### Dataset entries:
--------------------------------

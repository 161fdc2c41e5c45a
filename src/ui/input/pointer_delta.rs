//! Pointer-Delta-Verarbeitung: Manipulator-Drag und Kamera-Orbit.

use super::{InputState, PrimaryDragMode, ViewportContext};
use crate::app::AppIntent;
use glam::Vec2;

impl InputState {
    /// Verarbeitet Maus-Bewegungen während aktiver Drags.
    pub(crate) fn handle_pointer_delta(&self, ctx: &ViewportContext, events: &mut Vec<AppIntent>) {
        let pointer_delta = ctx.ui.input(|i| i.pointer.delta());
        if pointer_delta == egui::Vec2::ZERO {
            return;
        }

        if ctx.response.dragged_by(egui::PointerButton::Primary) {
            match self.primary_drag_mode {
                PrimaryDragMode::Manipulator => {
                    if let Some(pointer_pos) = ctx.response.interact_pointer_pos() {
                        events.push(AppIntent::ManipulatorDragged {
                            screen_pos: ctx.local_pos(pointer_pos),
                        });
                    }
                }
                PrimaryDragMode::CameraOrbit => events.push(AppIntent::CameraOrbit {
                    delta_px: Vec2::new(pointer_delta.x, pointer_delta.y),
                }),
                PrimaryDragMode::None => {}
            }
        } else if ctx.response.dragged_by(egui::PointerButton::Secondary)
            || ctx.response.dragged_by(egui::PointerButton::Middle)
        {
            events.push(AppIntent::CameraOrbit {
                delta_px: Vec2::new(pointer_delta.x, pointer_delta.y),
            });
        }
    }
}
//! Top-Menü (File, Edit, View, Help).

use crate::app::{AppIntent, AppState, Layer};

/// Rendert die Menü-Leiste
pub fn render_menu(ctx: &egui::Context, state: &AppState) -> Vec<AppIntent> {
    let mut events = Vec::new();

    egui::TopBottomPanel::top("menu_bar").show(ctx, |ui| {
        egui::MenuBar::new().ui(ui, |ui| {
            ui.menu_button("File", |ui| {
                if ui.button("Mesh erzeugen").clicked() {
                    events.push(AppIntent::CreateMeshRequested);
                    ui.close();
                }

                ui.separator();

                if ui.button("Exit").clicked() {
                    events.push(AppIntent::ExitRequested);
                    ui.close();
                }
            });

            // Edit menu: Undo / Redo / Optionen
            ui.menu_button("Edit", |ui| {
                if ui
                    .add_enabled(state.can_undo(), egui::Button::new("Undo (Ctrl+Z)"))
                    .clicked()
                {
                    events.push(AppIntent::UndoRequested);
                    ui.close();
                }

                if ui
                    .add_enabled(state.can_redo(), egui::Button::new("Redo (Ctrl+Y / Shift+Cmd+Z)"))
                    .clicked()
                {
                    events.push(AppIntent::RedoRequested);
                    ui.close();
                }

                ui.separator();

                if ui.button("Alles abwählen (D)").clicked() {
                    events.push(AppIntent::DeselectAllRequested);
                    ui.close();
                }

                if ui.button("Selektion löschen (X)").clicked() {
                    events.push(AppIntent::DeleteSelectedRequested);
                    ui.close();
                }

                ui.separator();

                if ui.button("Optionen...").clicked() {
                    events.push(AppIntent::OpenOptionsDialogRequested);
                    ui.close();
                }
            });

            ui.menu_button("View", |ui| {
                if ui.button("Reset Camera").clicked() {
                    events.push(AppIntent::ResetCameraRequested);
                    ui.close();
                }

                ui.separator();

                for (layer, label) in [
                    (Layer::Points, "Punkte"),
                    (Layer::Forcefields, "Forcefields"),
                    (Layer::Mesh, "Mesh-Vorschau"),
                ] {
                    if ui
                        .selectable_label(state.view.is_visible(layer), label)
                        .clicked()
                    {
                        events.push(AppIntent::LayerVisibilityToggled { layer });
                        ui.close();
                    }
                }
            });

            ui.menu_button("Help", |ui| {
                if ui.button("About").clicked() {
                    log::info!("StringingTool-Editor v{}", env!("CARGO_PKG_VERSION"));
                    ui.close();
                }
            });
        });
    });

    events
}
//! Repräsentiert einen frei platzierbaren Punkt.

use glam::Vec3;

/// Ein Punkt im 3D-Raum (Endpunkt von Connections)
#[derive(Debug, Clone, PartialEq)]
pub struct Point {
    /// Eindeutige ID
    pub id: u64,
    /// Aktuelle Weltposition
    pub position: Vec3,
}

impl Point {
    /// Erstellt einen neuen Punkt
    pub fn new(id: u64, position: Vec3) -> Self {
        Self { id, position }
    }
}
//! Optionen-Dialog für Farben, Größen, Picking und Kamera.

use crate::app::{AppIntent, AppState};

/// Zeigt den Options-Dialog und gibt erzeugte Events zurück.
pub fn show_options_dialog(ctx: &egui::Context, state: &AppState) -> Vec<AppIntent> {
    let mut events = Vec::new();

    if !state.show_options_dialog {
        return events;
    }

    // Arbeitskopie der Optionen für Live-Bearbeitung
    let mut opts = state.options.clone();
    let mut changed = false;

    egui::Window::new("Optionen")
        .collapsible(true)
        .resizable(true)
        .default_width(360.0)
        .anchor(egui::Align2::CENTER_CENTER, [0.0, 0.0])
        .show(ctx, |ui| {
            egui::ScrollArea::vertical()
                .max_height(500.0)
                .show(ui, |ui| {
                    // ── Punkte & Forcefields ────────────────────────
                    ui.collapsing("Punkte & Forcefields", |ui| {
                        changed |= drag_value(ui, "Punkt-Radius:", &mut opts.point_radius, 1.0..=100.0, 0.5);
                        changed |= drag_value(
                            ui,
                            "Forcefield-Durchmesser:",
                            &mut opts.forcefield_default_diameter,
                            opts.forcefield_diameter_min..=opts.forcefield_diameter_max,
                            1.0,
                        );
                        changed |= drag_value(
                            ui,
                            "Platzierungsbereich (±):",
                            &mut opts.placement_half_extent,
                            10.0..=5000.0,
                            10.0,
                        );
                        changed |= color_edit(ui, "Punkt:", &mut opts.point_color_default);
                        changed |= color_edit(ui, "Punkt selektiert:", &mut opts.point_color_selected);
                        changed |= color_edit(ui, "Forcefield:", &mut opts.forcefield_color_default);
                        changed |= color_edit(
                            ui,
                            "Forcefield selektiert:",
                            &mut opts.forcefield_color_selected,
                        );
                    });

                    // ── Connections ─────────────────────────────────
                    ui.collapsing("Connections", |ui| {
                        changed |= drag_value(
                            ui,
                            "Breite:",
                            &mut opts.connection_width_default,
                            0.5..=10.0,
                            0.1,
                        );
                        changed |= drag_value(
                            ui,
                            "Breite selektiert:",
                            &mut opts.connection_width_selected,
                            0.5..=10.0,
                            0.1,
                        );
                        changed |= color_edit(ui, "Standard:", &mut opts.connection_color_default);
                        changed |= color_edit(ui, "Selektiert:", &mut opts.connection_color_selected);
                        changed |= color_edit(ui, "Gruppe:", &mut opts.group_color);
                    });

                    // ── Selektion ───────────────────────────────────
                    ui.collapsing("Selektion", |ui| {
                        changed |= drag_value(
                            ui,
                            "Linien-Pick-Radius (px):",
                            &mut opts.line_pick_radius_px,
                            1.0..=30.0,
                            0.5,
                        );
                        changed |= drag_value(
                            ui,
                            "Manipulator-Radius (px):",
                            &mut opts.manipulator_pick_radius_px,
                            4.0..=50.0,
                            0.5,
                        );
                    });

                    // ── Kamera ──────────────────────────────────────
                    ui.collapsing("Kamera", |ui| {
                        changed |= drag_value(
                            ui,
                            "Zoom-Schritt (Scroll):",
                            &mut opts.camera_scroll_zoom_step,
                            1.01..=2.0,
                            0.01,
                        );
                        changed |= drag_value(
                            ui,
                            "Orbit-Geschwindigkeit:",
                            &mut opts.camera_orbit_speed,
                            0.001..=0.05,
                            0.001,
                        );
                    });
                });

            ui.separator();

            ui.horizontal(|ui| {
                if ui.button("Standardwerte").clicked() {
                    events.push(AppIntent::ResetOptionsRequested);
                }
                if ui.button("Schließen").clicked() {
                    events.push(AppIntent::CloseOptionsDialogRequested);
                }
            });
        });

    // Änderungen sofort anwenden (Live-Preview)
    if changed {
        events.push(AppIntent::OptionsChanged { options: opts });
    }

    events
}

/// Hilfsfunktion: beschriftetes DragValue mit Bereich.
fn drag_value(
    ui: &mut egui::Ui,
    label: &str,
    value: &mut f32,
    range: std::ops::RangeInclusive<f32>,
    speed: f64,
) -> bool {
    ui.horizontal(|ui| {
        ui.label(label);
        ui.add(egui::DragValue::new(value).range(range).speed(speed))
            .changed()
    })
    .inner
}

/// Hilfsfunktion: Farb-Editor für [f32; 4] mit Alpha.
fn color_edit(ui: &mut egui::Ui, label: &str, color: &mut [f32; 4]) -> bool {
    let mut changed = false;
    ui.horizontal(|ui| {
        ui.label(label);
        let mut c = egui::Color32::from_rgba_unmultiplied(
            (color[0] * 255.0) as u8,
            (color[1] * 255.0) as u8,
            (color[2] * 255.0) as u8,
            (color[3] * 255.0) as u8,
        );
        if ui.color_edit_button_srgba(&mut c).changed() {
            color[0] = c.r() as f32 / 255.0;
            color[1] = c.g() as f32 / 255.0;
            color[2] = c.b() as f32 / 255.0;
            color[3] = c.a() as f32 / 255.0;
            changed = true;
        }
    });
    changed
}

--------------------------------

### YOUR GOAL:
Note each line above that contains "Kamera" and copy it out.

### ANSWER BOX:
//! Pointer-Delta-Verarbeitung: Manipulator-Drag und Kamera-Orbit.
//! Optionen-Dialog für Farben, Größen, Picking und Kamera.
                    // ── Kamera ──────────────────────────────────────
                    ui.collapsing("Kamera", |ui| {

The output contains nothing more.